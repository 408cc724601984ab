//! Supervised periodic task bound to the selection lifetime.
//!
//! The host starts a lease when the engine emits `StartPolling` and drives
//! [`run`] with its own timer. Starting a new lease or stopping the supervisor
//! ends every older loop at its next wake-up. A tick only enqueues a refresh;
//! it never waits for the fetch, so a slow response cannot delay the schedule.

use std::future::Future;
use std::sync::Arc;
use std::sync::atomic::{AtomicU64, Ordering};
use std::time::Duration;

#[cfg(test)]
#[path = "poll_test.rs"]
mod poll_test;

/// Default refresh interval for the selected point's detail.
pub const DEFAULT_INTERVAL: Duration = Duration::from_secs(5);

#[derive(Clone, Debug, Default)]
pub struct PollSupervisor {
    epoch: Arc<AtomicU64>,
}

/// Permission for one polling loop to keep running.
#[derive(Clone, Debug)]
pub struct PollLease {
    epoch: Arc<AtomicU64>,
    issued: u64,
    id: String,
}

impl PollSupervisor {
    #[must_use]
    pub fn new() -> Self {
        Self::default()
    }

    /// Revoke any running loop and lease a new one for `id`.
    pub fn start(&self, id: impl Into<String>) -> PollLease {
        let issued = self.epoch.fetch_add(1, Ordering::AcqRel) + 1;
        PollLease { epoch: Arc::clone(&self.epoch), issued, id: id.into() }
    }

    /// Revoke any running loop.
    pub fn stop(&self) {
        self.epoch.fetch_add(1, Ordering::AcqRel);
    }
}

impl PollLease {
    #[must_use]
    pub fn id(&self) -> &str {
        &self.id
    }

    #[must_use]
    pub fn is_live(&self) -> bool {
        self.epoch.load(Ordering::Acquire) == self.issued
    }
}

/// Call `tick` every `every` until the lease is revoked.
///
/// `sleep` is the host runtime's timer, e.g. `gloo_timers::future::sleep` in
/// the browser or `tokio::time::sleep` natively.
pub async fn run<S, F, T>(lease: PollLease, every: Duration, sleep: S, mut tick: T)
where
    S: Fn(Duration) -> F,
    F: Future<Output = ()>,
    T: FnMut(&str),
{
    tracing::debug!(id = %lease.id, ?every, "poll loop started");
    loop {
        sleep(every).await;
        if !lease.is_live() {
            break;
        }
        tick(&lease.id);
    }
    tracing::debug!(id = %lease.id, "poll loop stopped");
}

|---|

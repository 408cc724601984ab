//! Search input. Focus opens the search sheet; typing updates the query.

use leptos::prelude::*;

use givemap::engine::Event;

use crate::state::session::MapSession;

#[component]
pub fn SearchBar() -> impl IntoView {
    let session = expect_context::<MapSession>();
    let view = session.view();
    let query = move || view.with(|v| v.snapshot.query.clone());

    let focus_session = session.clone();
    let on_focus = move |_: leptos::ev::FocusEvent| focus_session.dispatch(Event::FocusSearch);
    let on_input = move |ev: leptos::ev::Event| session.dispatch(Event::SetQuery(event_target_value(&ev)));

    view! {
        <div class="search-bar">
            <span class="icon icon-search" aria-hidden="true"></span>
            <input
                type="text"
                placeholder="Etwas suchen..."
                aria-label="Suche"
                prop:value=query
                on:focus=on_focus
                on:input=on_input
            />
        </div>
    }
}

|---|

• [Task directions]:
Going down the listing above, begin printing at the line with "pub struct PollSupervisor" and finish with the line with "pub fn is_live(&self)", exactly as they appear.

• [Solved exercise]:
pub struct PollSupervisor {
    epoch: Arc<AtomicU64>,
}

/// Permission for one polling loop to keep running.
#[derive(Clone, Debug)]
pub struct PollLease {
    epoch: Arc<AtomicU64>,
    issued: u64,
    id: String,
}

impl PollSupervisor {
    #[must_use]
    pub fn new() -> Self {
        Self::default()
    }

    /// Revoke any running loop and lease a new one for `id`.
    pub fn start(&self, id: impl Into<String>) -> PollLease {
        let issued = self.epoch.fetch_add(1, Ordering::AcqRel) + 1;
        PollLease { epoch: Arc::clone(&self.epoch), issued, id: id.into() }
    }

    /// Revoke any running loop.
    pub fn stop(&self) {
        self.epoch.fetch_add(1, Ordering::AcqRel);
    }
}

impl PollLease {
    #[must_use]
    pub fn id(&self) -> &str {
        &self.id
    }

    #[must_use]
    pub fn is_live(&self) -> bool {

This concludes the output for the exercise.